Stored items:
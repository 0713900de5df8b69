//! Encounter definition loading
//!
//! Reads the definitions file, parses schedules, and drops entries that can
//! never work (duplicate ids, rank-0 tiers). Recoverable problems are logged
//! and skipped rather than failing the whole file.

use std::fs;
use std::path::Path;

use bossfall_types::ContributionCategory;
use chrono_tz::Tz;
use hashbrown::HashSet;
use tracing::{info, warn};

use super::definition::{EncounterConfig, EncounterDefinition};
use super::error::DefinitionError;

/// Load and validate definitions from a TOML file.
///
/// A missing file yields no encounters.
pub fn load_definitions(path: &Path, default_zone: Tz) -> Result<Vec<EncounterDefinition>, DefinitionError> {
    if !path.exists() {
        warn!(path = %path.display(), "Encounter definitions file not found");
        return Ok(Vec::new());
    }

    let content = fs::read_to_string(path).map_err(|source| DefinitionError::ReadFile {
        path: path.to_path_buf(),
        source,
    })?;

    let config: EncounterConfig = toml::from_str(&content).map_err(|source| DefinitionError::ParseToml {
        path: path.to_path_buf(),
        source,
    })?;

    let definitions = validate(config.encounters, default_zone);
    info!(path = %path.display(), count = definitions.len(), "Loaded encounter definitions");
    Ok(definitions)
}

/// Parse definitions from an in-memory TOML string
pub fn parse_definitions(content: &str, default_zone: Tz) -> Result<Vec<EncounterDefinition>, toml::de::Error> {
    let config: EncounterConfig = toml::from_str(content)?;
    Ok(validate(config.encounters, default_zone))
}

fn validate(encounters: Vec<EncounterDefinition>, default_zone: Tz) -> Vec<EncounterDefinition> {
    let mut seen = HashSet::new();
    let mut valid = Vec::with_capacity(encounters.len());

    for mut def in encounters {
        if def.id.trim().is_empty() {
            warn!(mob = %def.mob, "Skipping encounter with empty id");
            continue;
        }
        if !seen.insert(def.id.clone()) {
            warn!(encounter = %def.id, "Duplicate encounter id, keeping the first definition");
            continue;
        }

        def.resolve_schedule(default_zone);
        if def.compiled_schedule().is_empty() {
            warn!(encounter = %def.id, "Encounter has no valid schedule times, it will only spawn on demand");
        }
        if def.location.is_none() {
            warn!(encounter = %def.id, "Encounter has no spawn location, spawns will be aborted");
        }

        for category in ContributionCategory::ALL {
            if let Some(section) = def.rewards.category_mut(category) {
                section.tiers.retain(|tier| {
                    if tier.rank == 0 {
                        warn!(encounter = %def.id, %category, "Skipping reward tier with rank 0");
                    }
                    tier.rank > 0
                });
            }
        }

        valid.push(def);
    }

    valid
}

--

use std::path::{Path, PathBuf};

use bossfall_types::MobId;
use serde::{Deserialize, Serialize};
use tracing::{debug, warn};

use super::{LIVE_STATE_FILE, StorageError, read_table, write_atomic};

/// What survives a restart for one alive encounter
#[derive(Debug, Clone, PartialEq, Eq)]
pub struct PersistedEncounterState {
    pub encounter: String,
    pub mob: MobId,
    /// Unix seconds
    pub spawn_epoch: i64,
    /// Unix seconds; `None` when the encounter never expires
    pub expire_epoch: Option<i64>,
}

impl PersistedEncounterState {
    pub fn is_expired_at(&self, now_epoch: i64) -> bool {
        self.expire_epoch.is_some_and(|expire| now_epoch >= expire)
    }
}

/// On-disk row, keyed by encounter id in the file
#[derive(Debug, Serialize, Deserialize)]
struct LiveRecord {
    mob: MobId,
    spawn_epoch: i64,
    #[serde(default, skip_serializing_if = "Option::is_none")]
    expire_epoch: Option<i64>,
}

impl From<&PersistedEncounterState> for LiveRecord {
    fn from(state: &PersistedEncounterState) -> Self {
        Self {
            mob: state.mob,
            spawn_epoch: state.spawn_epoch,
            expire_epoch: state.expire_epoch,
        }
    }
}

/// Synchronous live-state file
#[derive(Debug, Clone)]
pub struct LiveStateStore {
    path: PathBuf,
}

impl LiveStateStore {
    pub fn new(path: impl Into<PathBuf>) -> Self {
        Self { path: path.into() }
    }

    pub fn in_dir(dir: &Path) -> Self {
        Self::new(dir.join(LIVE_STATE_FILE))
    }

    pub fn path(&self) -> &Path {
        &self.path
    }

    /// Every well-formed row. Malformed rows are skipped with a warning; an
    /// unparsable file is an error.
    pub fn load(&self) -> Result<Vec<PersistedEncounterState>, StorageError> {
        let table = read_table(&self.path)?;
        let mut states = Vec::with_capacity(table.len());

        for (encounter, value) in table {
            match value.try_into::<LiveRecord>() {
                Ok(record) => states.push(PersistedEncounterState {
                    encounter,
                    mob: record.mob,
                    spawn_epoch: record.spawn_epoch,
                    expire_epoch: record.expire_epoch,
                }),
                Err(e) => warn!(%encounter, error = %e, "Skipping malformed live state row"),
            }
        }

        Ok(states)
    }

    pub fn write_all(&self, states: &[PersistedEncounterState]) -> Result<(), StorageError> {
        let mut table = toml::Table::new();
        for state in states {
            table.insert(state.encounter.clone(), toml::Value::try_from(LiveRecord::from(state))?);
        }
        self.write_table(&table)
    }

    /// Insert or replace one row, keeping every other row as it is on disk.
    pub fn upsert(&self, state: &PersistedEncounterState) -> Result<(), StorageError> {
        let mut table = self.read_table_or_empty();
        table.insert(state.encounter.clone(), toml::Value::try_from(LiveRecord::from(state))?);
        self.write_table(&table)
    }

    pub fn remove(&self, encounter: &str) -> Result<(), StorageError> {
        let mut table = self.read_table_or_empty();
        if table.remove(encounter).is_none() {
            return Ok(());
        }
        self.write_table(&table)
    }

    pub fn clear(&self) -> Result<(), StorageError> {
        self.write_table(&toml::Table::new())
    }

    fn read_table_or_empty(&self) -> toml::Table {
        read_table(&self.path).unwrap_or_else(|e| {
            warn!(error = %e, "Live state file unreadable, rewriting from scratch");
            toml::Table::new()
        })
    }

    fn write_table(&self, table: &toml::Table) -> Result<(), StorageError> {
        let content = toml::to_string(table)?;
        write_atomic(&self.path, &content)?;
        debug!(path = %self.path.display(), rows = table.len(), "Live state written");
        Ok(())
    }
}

--

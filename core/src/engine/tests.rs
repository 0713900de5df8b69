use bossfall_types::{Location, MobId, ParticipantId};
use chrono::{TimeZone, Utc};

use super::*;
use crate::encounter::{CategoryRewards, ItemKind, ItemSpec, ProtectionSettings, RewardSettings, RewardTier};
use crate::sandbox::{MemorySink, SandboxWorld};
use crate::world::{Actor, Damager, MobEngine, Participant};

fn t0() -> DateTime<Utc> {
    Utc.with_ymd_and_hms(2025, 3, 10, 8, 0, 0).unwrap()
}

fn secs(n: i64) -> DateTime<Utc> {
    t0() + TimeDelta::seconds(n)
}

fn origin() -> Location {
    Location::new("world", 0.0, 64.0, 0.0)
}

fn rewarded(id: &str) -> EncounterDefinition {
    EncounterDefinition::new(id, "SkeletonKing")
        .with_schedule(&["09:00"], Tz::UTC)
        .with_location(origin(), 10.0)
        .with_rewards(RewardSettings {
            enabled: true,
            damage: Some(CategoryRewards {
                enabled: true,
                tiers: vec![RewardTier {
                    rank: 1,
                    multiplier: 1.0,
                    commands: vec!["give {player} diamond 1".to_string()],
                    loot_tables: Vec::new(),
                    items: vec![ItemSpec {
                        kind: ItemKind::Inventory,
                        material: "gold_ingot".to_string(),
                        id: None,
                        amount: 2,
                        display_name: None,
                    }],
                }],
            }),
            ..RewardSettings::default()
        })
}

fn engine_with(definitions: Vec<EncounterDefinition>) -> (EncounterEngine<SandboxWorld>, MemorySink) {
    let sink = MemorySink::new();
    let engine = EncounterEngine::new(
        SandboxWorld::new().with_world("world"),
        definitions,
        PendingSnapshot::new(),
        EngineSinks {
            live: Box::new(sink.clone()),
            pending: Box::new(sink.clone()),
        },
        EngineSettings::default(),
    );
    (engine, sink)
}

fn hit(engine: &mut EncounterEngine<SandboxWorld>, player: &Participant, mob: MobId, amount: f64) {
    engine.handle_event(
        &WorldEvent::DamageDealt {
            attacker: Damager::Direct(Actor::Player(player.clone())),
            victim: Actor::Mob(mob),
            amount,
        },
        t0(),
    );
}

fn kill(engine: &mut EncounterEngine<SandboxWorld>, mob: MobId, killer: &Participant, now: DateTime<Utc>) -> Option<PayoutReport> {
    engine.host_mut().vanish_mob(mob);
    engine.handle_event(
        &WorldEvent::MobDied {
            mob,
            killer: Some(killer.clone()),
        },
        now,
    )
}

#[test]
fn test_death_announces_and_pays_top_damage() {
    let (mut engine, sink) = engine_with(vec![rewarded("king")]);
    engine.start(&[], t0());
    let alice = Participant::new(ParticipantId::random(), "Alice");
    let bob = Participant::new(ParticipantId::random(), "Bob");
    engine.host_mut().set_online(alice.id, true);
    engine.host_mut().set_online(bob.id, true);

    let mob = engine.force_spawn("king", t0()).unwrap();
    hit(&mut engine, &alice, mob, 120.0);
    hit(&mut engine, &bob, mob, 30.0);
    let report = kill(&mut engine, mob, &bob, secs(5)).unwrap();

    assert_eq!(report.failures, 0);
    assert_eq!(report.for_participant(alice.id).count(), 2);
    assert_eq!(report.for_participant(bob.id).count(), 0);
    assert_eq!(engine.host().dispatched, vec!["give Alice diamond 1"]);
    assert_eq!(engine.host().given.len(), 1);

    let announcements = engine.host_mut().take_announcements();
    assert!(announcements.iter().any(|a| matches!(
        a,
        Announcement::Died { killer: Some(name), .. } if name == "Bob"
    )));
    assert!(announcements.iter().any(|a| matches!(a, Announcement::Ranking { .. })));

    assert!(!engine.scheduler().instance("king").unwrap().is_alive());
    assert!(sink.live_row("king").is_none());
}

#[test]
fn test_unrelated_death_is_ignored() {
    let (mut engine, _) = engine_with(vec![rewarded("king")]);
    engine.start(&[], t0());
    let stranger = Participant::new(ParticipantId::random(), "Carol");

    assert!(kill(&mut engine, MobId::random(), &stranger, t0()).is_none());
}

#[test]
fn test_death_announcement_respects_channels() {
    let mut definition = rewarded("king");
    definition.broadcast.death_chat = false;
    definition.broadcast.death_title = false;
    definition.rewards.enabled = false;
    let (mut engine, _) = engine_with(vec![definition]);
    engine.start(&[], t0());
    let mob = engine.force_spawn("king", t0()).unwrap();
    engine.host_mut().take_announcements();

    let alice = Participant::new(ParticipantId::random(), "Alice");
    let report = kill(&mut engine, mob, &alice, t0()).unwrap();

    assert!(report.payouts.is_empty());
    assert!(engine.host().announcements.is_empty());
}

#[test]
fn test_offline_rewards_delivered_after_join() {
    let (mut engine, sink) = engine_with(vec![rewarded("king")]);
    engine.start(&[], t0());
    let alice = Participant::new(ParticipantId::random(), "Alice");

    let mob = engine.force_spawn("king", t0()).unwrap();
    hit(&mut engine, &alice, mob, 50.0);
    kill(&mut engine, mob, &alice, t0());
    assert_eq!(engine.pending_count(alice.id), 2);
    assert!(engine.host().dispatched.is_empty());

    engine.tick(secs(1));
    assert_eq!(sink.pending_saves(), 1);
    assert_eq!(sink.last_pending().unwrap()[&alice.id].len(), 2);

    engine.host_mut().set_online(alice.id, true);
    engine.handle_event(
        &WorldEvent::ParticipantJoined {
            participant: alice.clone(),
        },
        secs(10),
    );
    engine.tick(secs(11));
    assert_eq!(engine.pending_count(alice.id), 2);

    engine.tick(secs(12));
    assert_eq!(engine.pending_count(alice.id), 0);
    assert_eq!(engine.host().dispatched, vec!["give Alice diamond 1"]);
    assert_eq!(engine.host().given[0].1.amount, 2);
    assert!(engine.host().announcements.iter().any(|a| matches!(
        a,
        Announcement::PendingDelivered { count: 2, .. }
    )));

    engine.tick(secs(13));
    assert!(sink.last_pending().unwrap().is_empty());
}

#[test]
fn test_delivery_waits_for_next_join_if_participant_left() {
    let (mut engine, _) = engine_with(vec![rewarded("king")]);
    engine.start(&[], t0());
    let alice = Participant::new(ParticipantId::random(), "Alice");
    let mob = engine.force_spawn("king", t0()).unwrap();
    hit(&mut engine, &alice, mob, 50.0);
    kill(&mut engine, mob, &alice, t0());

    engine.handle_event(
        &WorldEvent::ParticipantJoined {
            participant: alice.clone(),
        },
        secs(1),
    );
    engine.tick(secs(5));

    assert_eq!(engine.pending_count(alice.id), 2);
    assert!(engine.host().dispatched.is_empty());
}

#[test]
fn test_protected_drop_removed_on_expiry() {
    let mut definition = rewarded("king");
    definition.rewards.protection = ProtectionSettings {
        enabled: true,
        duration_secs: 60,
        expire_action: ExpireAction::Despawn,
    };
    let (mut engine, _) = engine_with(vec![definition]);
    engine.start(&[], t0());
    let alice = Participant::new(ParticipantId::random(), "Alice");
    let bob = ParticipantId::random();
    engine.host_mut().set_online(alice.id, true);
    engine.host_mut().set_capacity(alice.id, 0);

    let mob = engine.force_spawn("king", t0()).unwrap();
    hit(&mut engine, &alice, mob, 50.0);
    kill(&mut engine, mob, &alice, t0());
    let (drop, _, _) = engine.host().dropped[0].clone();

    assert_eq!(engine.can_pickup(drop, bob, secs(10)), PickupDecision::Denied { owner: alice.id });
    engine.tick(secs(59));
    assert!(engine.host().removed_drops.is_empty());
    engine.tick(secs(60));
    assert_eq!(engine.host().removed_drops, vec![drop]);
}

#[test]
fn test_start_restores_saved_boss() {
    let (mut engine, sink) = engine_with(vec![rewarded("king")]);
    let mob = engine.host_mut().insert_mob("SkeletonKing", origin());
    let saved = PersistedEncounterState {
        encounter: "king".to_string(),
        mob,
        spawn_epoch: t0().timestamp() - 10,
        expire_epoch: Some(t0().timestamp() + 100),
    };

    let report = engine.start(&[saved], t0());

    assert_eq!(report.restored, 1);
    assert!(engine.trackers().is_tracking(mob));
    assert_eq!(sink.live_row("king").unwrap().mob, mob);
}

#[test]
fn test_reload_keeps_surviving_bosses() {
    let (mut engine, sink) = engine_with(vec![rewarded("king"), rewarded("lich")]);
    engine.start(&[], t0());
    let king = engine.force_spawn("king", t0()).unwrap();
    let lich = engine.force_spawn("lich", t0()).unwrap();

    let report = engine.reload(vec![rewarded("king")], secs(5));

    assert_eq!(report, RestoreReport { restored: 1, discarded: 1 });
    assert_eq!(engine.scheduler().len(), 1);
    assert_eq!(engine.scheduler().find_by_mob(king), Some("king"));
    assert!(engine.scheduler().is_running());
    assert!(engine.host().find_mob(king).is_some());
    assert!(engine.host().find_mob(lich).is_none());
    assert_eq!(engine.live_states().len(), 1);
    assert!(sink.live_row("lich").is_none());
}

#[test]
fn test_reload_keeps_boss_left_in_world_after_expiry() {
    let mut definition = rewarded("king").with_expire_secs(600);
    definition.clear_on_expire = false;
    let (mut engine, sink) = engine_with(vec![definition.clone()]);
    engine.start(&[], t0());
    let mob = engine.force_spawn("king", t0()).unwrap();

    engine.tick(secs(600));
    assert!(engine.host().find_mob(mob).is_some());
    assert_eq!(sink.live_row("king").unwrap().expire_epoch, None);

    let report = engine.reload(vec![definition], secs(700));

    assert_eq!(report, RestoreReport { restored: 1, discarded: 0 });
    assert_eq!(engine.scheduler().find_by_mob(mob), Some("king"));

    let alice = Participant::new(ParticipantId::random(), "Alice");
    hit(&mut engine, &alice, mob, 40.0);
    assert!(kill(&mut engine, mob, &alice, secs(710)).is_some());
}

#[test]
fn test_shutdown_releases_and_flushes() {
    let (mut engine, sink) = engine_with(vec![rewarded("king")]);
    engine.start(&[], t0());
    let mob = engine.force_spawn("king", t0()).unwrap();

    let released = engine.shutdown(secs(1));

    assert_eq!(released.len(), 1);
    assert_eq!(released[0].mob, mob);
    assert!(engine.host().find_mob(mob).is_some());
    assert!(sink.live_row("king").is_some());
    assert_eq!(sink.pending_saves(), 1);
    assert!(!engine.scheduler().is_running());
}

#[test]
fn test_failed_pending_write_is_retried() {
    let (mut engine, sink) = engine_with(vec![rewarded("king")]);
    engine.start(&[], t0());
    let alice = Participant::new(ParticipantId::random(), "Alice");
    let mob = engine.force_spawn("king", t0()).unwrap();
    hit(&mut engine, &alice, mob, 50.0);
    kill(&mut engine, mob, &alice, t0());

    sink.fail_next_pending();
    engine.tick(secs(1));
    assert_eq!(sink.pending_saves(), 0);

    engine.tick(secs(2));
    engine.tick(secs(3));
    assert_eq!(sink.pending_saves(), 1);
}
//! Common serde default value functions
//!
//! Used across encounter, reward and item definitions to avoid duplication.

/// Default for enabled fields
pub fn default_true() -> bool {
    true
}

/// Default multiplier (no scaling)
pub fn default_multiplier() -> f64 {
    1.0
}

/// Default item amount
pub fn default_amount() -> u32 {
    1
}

▶ **Work item**: Count how many lines in the data contain the word "ContributionCategory", giving the number without comment.

▶ **Output for this task**: 2